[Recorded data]

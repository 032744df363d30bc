//! Method-call surface used by an application transport.
//!
//! Commands arrive as a method name and JSON arguments, mirroring the
//! message format of a plugin channel. [`Command::decode`] validates the
//! arguments and [`crate::Peripheral::call`] executes the command.

use serde_json::{Map, Value};

use crate::adv::{AdvData, AdvParams, AdvRequest, AdvSetParams, AdvSettings, PeriodicParams};
use crate::gatt::{CharProps, CharacteristicDef, Perms, ServiceDef, ServiceKind};
use crate::{Error, Result, Uuid};

/// Decoded command.
#[derive(Clone, Debug, Eq, PartialEq)]
#[non_exhaustive]
pub enum Command {
    CreateServer(ServiceDef),
    CloseServer,
    WriteCharacteristic { uuid: Uuid, data: Vec<u8> },
    ReadCharacteristic { uuid: Uuid },
    Start(AdvRequest),
    Stop,
    IsAdvertising,
    IsConnected,
    IsSupported,
    Enable { prompt: bool },
}

impl Command {
    /// Decodes a method call. Returns [`Error::NotImplemented`] for unknown
    /// methods and [`Error::InvalidArgument`] for malformed arguments.
    pub fn decode(method: &str, args: Value) -> Result<Self> {
        Ok(match method {
            "server/create" => Self::CreateServer(serde_json::from_value::<CreateArgs>(args)?.try_into()?),
            "server/close" => Self::CloseServer,
            "characteristic/write" => {
                let a: WriteArgs = serde_json::from_value(args)?;
                Self::WriteCharacteristic {
                    uuid: a.uuid,
                    data: a.data.into(),
                }
            }
            "characteristic/read" => {
                let a: ReadArgs = serde_json::from_value(args)?;
                Self::ReadCharacteristic { uuid: a.uuid }
            }
            "start" => Self::Start(start_request(args)?),
            "stop" => Self::Stop,
            "isAdvertising" => Self::IsAdvertising,
            "isConnected" => Self::IsConnected,
            "isSupported" => Self::IsSupported,
            "enable" => Self::Enable {
                prompt: match args {
                    Value::Null => false,
                    Value::Bool(b) => b,
                    v => return Err(Error::InvalidArgument(format!("expected bool, got {v}"))),
                },
            },
            _ => return Err(Error::NotImplemented(method.to_owned())),
        })
    }

    /// Returns the method name.
    #[must_use]
    pub const fn method(&self) -> &'static str {
        match *self {
            Self::CreateServer(_) => "server/create",
            Self::CloseServer => "server/close",
            Self::WriteCharacteristic { .. } => "characteristic/write",
            Self::ReadCharacteristic { .. } => "characteristic/read",
            Self::Start(_) => "start",
            Self::Stop => "stop",
            Self::IsAdvertising => "isAdvertising",
            Self::IsConnected => "isConnected",
            Self::IsSupported => "isSupported",
            Self::Enable { .. } => "enable",
        }
    }
}

/// Characteristic value given either as UTF-8 text or as a byte array.
#[derive(Clone, Debug, Eq, PartialEq, serde::Deserialize)]
#[serde(untagged)]
pub enum Payload {
    Text(String),
    Bytes(Vec<u8>),
}

impl From<Payload> for Vec<u8> {
    #[inline]
    fn from(p: Payload) -> Self {
        match p {
            Payload::Text(s) => s.into_bytes(),
            Payload::Bytes(b) => b,
        }
    }
}

#[derive(serde::Deserialize)]
struct CreateArgs {
    uuid: Uuid,
    #[serde(default, rename = "type")]
    kind: ServiceKind,
    #[serde(default)]
    characteristics: Vec<CharArgs>,
}

#[derive(serde::Deserialize)]
struct CharArgs {
    uuid: Uuid,
    #[serde(default)]
    properties: u8,
    #[serde(default)]
    permissions: u16,
}

impl TryFrom<CreateArgs> for ServiceDef {
    type Error = Error;

    fn try_from(a: CreateArgs) -> Result<Self> {
        let chars = (a.characteristics.into_iter())
            .map(|c| {
                let perms = Perms::from_bits(c.permissions).ok_or_else(|| {
                    Error::InvalidArgument(format!("invalid permissions {:#06X} for {}", c.permissions, c.uuid))
                })?;
                let props = CharProps::from_bits_retain(c.properties);
                Ok(CharacteristicDef::new(c.uuid, props, perms))
            })
            .collect::<Result<Vec<_>>>()?;
        let svc = Self::new(a.uuid, a.kind, chars);
        if let Some(dup) = svc.duplicate() {
            return Err(Error::InvalidArgument(format!("duplicate characteristic {dup}")));
        }
        Ok(svc)
    }
}

#[derive(serde::Deserialize)]
struct WriteArgs {
    uuid: Uuid,
    data: Payload,
}

#[derive(serde::Deserialize)]
struct ReadArgs {
    uuid: Uuid,
}

#[derive(Default, serde::Deserialize)]
#[serde(default, rename_all = "camelCase")]
struct StartArgs {
    advertise_set: bool,
    periodic_transmission_power_included: bool,
    periodic_interval: Option<u16>,
}

/// Decodes `start` arguments. Advertising data keys are top-level, scan
/// response keys carry a `response` prefix, and periodic advertising data
/// keys carry a `periodic` prefix.
fn start_request(args: Value) -> Result<AdvRequest> {
    let Value::Object(m) = args else {
        return Err(Error::InvalidArgument("arguments are not a map".to_owned()));
    };
    let a: StartArgs = serde_json::from_value(Value::Object(m.clone()))?;
    let data: AdvData = serde_json::from_value(Value::Object(m.clone()))?;
    let scan_response = prefixed_data(&m, "response")?;
    let params = if a.advertise_set {
        let mut p: AdvSetParams = serde_json::from_value(Value::Object(m.clone()))?;
        p.periodic_data = prefixed_data(&m, "periodic")?;
        if p.periodic_data.is_some() {
            let dflt = PeriodicParams::default();
            p.periodic_params = Some(PeriodicParams {
                include_tx_power: a.periodic_transmission_power_included,
                interval: a.periodic_interval.unwrap_or(dflt.interval),
            });
        }
        AdvParams::Set(p)
    } else {
        AdvParams::Legacy(serde_json::from_value::<AdvSettings>(Value::Object(m))?)
    };
    Ok(AdvRequest {
        data,
        scan_response,
        params,
    })
}

/// Decodes advertising data from keys starting with `prefix`. Returns
/// [`None`] if there are no such keys.
fn prefixed_data(m: &Map<String, Value>, prefix: &str) -> Result<Option<AdvData>> {
    let sub: Map<String, Value> = (m.iter())
        .filter_map(|(k, v)| {
            let rest = k.strip_prefix(prefix)?;
            let mut c = rest.chars();
            let first = c.next()?;
            first
                .is_ascii_uppercase()
                .then(|| (first.to_ascii_lowercase().to_string() + c.as_str(), v.clone()))
        })
        .collect();
    let d: AdvData = serde_json::from_value(Value::Object(sub))?;
    Ok((!d.is_empty()).then_some(d))
}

WORK ORDER → From the first line to the last, repeat the records exactly.

TASK OUTPUT →
repository 032744df363d30bc
//! Method-call surface used by an application transport.
//!
//! Commands arrive as a method name and JSON arguments, mirroring the
//! message format of a plugin channel. [`Command::decode`] validates the
//! arguments and [`crate::Peripheral::call`] executes the command.

use serde_json::{Map, Value};

use crate::adv::{AdvData, AdvParams, AdvRequest, AdvSetParams, AdvSettings, PeriodicParams};
use crate::gatt::{CharProps, CharacteristicDef, Perms, ServiceDef, ServiceKind};
use crate::{Error, Result, Uuid};

/// Decoded command.
#[derive(Clone, Debug, Eq, PartialEq)]
#[non_exhaustive]
pub enum Command {
    CreateServer(ServiceDef),
    CloseServer,
    WriteCharacteristic { uuid: Uuid, data: Vec<u8> },
    ReadCharacteristic { uuid: Uuid },
    Start(AdvRequest),
    Stop,
    IsAdvertising,
    IsConnected,
    IsSupported,
    Enable { prompt: bool },
}

impl Command {
    /// Decodes a method call. Returns [`Error::NotImplemented`] for unknown
    /// methods and [`Error::InvalidArgument`] for malformed arguments.
    pub fn decode(method: &str, args: Value) -> Result<Self> {
        Ok(match method {
            "server/create" => Self::CreateServer(serde_json::from_value::<CreateArgs>(args)?.try_into()?),
            "server/close" => Self::CloseServer,
            "characteristic/write" => {
                let a: WriteArgs = serde_json::from_value(args)?;
                Self::WriteCharacteristic {
                    uuid: a.uuid,
                    data: a.data.into(),
                }
            }
            "characteristic/read" => {
                let a: ReadArgs = serde_json::from_value(args)?;
                Self::ReadCharacteristic { uuid: a.uuid }
            }
            "start" => Self::Start(start_request(args)?),
            "stop" => Self::Stop,
            "isAdvertising" => Self::IsAdvertising,
            "isConnected" => Self::IsConnected,
            "isSupported" => Self::IsSupported,
            "enable" => Self::Enable {
                prompt: match args {
                    Value::Null => false,
                    Value::Bool(b) => b,
                    v => return Err(Error::InvalidArgument(format!("expected bool, got {v}"))),
                },
            },
            _ => return Err(Error::NotImplemented(method.to_owned())),
        })
    }

    /// Returns the method name.
    #[must_use]
    pub const fn method(&self) -> &'static str {
        match *self {
            Self::CreateServer(_) => "server/create",
            Self::CloseServer => "server/close",
            Self::WriteCharacteristic { .. } => "characteristic/write",
            Self::ReadCharacteristic { .. } => "characteristic/read",
            Self::Start(_) => "start",
            Self::Stop => "stop",
            Self::IsAdvertising => "isAdvertising",
            Self::IsConnected => "isConnected",
            Self::IsSupported => "isSupported",
            Self::Enable { .. } => "enable",
        }
    }
}

/// Characteristic value given either as UTF-8 text or as a byte array.
#[derive(Clone, Debug, Eq, PartialEq, serde::Deserialize)]
#[serde(untagged)]
pub enum Payload {
    Text(String),
    Bytes(Vec<u8>),
}

impl From<Payload> for Vec<u8> {
    #[inline]
    fn from(p: Payload) -> Self {
        match p {
            Payload::Text(s) => s.into_bytes(),
            Payload::Bytes(b) => b,
        }
    }
}

#[derive(serde::Deserialize)]
struct CreateArgs {
    uuid: Uuid,
    #[serde(default, rename = "type")]
    kind: ServiceKind,
    #[serde(default)]
    characteristics: Vec<CharArgs>,
}

#[derive(serde::Deserialize)]
struct CharArgs {
    uuid: Uuid,
    #[serde(default)]
    properties: u8,
    #[serde(default)]
    permissions: u16,
}

impl TryFrom<CreateArgs> for ServiceDef {
    type Error = Error;

    fn try_from(a: CreateArgs) -> Result<Self> {
        let chars = (a.characteristics.into_iter())
            .map(|c| {
                let perms = Perms::from_bits(c.permissions).ok_or_else(|| {
                    Error::InvalidArgument(format!("invalid permissions {:#06X} for {}", c.permissions, c.uuid))
                })?;
                let props = CharProps::from_bits_retain(c.properties);
                Ok(CharacteristicDef::new(c.uuid, props, perms))
            })
            .collect::<Result<Vec<_>>>()?;
        let svc = Self::new(a.uuid, a.kind, chars);
        if let Some(dup) = svc.duplicate() {
            return Err(Error::InvalidArgument(format!("duplicate characteristic {dup}")));
        }
        Ok(svc)
    }
}

#[derive(serde::Deserialize)]
struct WriteArgs {
    uuid: Uuid,
    data: Payload,
}

#[derive(serde::Deserialize)]
struct ReadArgs {
    uuid: Uuid,
}

#[derive(Default, serde::Deserialize)]
#[serde(default, rename_all = "camelCase")]
struct StartArgs {
    advertise_set: bool,
    periodic_transmission_power_included: bool,
    periodic_interval: Option<u16>,
}

/// Decodes `start` arguments. Advertising data keys are top-level, scan
/// response keys carry a `response` prefix, and periodic advertising data
/// keys carry a `periodic` prefix.
fn start_request(args: Value) -> Result<AdvRequest> {
    let Value::Object(m) = args else {
        return Err(Error::InvalidArgument("arguments are not a map".to_owned()));
    };
    let a: StartArgs = serde_json::from_value(Value::Object(m.clone()))?;
    let data: AdvData = serde_json::from_value(Value::Object(m.clone()))?;
    let scan_response = prefixed_data(&m, "response")?;
    let params = if a.advertise_set {
        let mut p: AdvSetParams = serde_json::from_value(Value::Object(m.clone()))?;
        p.periodic_data = prefixed_data(&m, "periodic")?;
        if p.periodic_data.is_some() {
            let dflt = PeriodicParams::default();
            p.periodic_params = Some(PeriodicParams {
                include_tx_power: a.periodic_transmission_power_included,
                interval: a.periodic_interval.unwrap_or(dflt.interval),
            });
        }
        AdvParams::Set(p)
    } else {
        AdvParams::Legacy(serde_json::from_value::<AdvSettings>(Value::Object(m))?)
    };
    Ok(AdvRequest {
        data,
        scan_response,
        params,
    })
}

/// Decodes advertising data from keys starting with `prefix`. Returns
/// [`None`] if there are no such keys.
fn prefixed_data(m: &Map<String, Value>, prefix: &str) -> Result<Option<AdvData>> {
    let sub: Map<String, Value> = (m.iter())
        .filter_map(|(k, v)| {
            let rest = k.strip_prefix(prefix)?;
            let mut c = rest.chars();
            let first = c.next()?;
            first
                .is_ascii_uppercase()
                .then(|| (first.to_ascii_lowercase().to_string() + c.as_str(), v.clone()))
        })
        .collect();
    let d: AdvData = serde_json::from_value(Value::Object(sub))?;
    Ok((!d.is_empty()).then_some(d))
}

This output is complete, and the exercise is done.